Incube o gel por 30 minutos Em temperatura ambiente com vegetação suave, remova o tampão Rena e adicione 100 mililitros de tampão revelador ao gel. Incubar durante 30 minutos à temperatura ambiente com vegetação suave. Em seguida, remova o tampão de revelação e adicione mais 100 mililitros de tampão de revelação fresco ao gel.

Incube o gel durante a noite a 37 graus Celsius. Após a incubação durante a noite, remova o tampão de desenvolvimento e lave o gel incubando-o com água deionizada e uma vegetação suave. Por cinco minutos em temperatura ambiente, repita esta lavagem duas vezes.

Coloque o gel em um protetor de folha de plástico e remova as bolhas. Em seguida, escaneie o gel com um scanner fotográfico para salvar o posicionamento exato das bandas padrão da proteína, pois elas se tornarão pouco visíveis. Após a coloração do gel.

Manchar o gel adicionando 20 mililitros de mancha simplesmente azul segura ao gel. Incube o gel por uma hora em temperatura ambiente. Sob agitação suave, remova a mancha segura simplesmente azul e detenha o gel em 100 mililitros de água deionizada em temperatura ambiente sob agitação suave.
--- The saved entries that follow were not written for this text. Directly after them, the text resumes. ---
//! In-memory store.

use async_trait::async_trait;
use tokio::sync::RwLock;

use timeline_types::{Advertisement, AdvertisementDraft, Episode, EpisodeDraft};

use crate::dataset::Dataset;
use crate::error::StoreError;
use crate::store::{AdvertisementStore, EpisodeStore};

/// Store that keeps everything in memory.
#[derive(Debug, Default)]
pub struct InMemoryStore {
    data: RwLock<Dataset>,
}

impl InMemoryStore {
    pub fn new() -> Self {
        Self::default()
    }

    /// Create a store pre-filled with episodes.
    pub fn with_episodes(episodes: Vec<Episode>) -> Self {
        Self {
            data: RwLock::new(Dataset::new(episodes, Vec::new())),
        }
    }

    pub fn with_dataset(data: Dataset) -> Self {
        Self {
            data: RwLock::new(data),
        }
    }
}

#[async_trait]
impl EpisodeStore for InMemoryStore {
    async fn list_episodes(&self) -> Result<Vec<Episode>, StoreError> {
        Ok(self.data.read().await.episodes.clone())
    }

    async fn create_episode(&self, draft: EpisodeDraft) -> Result<Episode, StoreError> {
        self.data.write().await.insert_episode(draft)
    }

    async fn update_episode(&self, id: &str, draft: EpisodeDraft) -> Result<Episode, StoreError> {
        self.data.write().await.replace_episode(id, draft)
    }

    async fn delete_episode(&self, id: &str) -> Result<(), StoreError> {
        self.data.write().await.remove_episode(id)
    }
}

#[async_trait]
impl AdvertisementStore for InMemoryStore {
    async fn list_advertisements(&self) -> Result<Vec<Advertisement>, StoreError> {
        Ok(self.data.read().await.advertisements_newest_first())
    }

    async fn create_advertisement(
        &self,
        draft: AdvertisementDraft,
    ) -> Result<Advertisement, StoreError> {
        self.data.write().await.insert_advertisement(draft)
    }

    async fn update_advertisement(
        &self,
        id: &str,
        draft: AdvertisementDraft,
    ) -> Result<Advertisement, StoreError> {
        self.data.write().await.replace_advertisement(id, draft)
    }

    async fn delete_advertisement(&self, id: &str) -> Result<(), StoreError> {
        self.data.write().await.remove_advertisement(id)
    }
}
Após uma hora, substitua por água fresca deionizada e continue a incubar o gel por pelo menos uma hora. Para analisar os dados usando citometria primeiro remova cuidadosamente o gel da água e coloque-o em um protetor de folha de plástico. Usando um scanner fotográfico, digitalize o gel com uma resolução de 300 pontos por polegada ou superior.

Salve a imagem em um formato TIFF. Abra o arquivo TIFF na Imagem J ou em um software de quantificação semelhante para medir as intensidades da banda. Visualize a imagem em preto e branco selecionando o tipo de imagem de oito bits.

Use a ferramenta de seleção retangular para contornar a primeira faixa, desenhando um retângulo que seja pelo menos duas vezes mais alto do que largo. Selecione analisar géis. Selecione a primeira pista e a banda será selecionada.

Em seguida, um novo retângulo aparecerá. Mova-o para a próxima banda e selecione Analisar géis, selecione a próxima pista. Repita esse processo até que todas as bandas sejam selecionadas.

Selecione analisar géis plotar pistas para gerar o gráfico de perfil para cada banda. Use a seleção de linha reta para desenhar linhas de base de modo que o pico de interesse seja uma área completamente fechada. Selecione a ferramenta varinha e clique dentro de cada pico para selecioná-la.

Selecione analisar picos de rótulo de géis para obter uma tabela com a área de cada pico selecionado. Esses dados podem ser plotados como tal ou podem ser normalizados para o valor de uma banda escolhida. Essa normalização é especialmente importante ao agrupar valores de vários géis replicados para determinar a significância estatística dos resultados.

Cada poço do gel mostrado aqui foi carregado com uma cultura de células diferente. Supinato contendo diferentes quantidades de MMP dois. A observação direta deste gel mostra diferenças óbvias nas concentrações de MMP dois entre alguns dos poços.

Por exemplo, é claro que ambos os poços quatro e cinco contêm muito mais MMP dois do que os poços 10 e 11 para quantificação objetiva de bandas. A citometria densa foi utilizada com o software Image J. Este software revelou uma diferença aproximada de quatro vezes na mmp.

Duas quantidades entre, bem, 11 e poços quatro e cinco. Da mesma forma, uma diferença de duas vezes nas quantidades de MMP dois foi observada entre os poços 10 e os poços quatro e cinco. Estamos apenas mostrando como detectar métricas funcionais.

Persis de metal por xog. Ao fazer este procedimento, é importante lembrar de não ferver sua amostra. Caso contrário, você não poderá ver nenhuma faixa em seu gel.

Então é isso. Obrigado por assistir e boa sorte com seu experimento.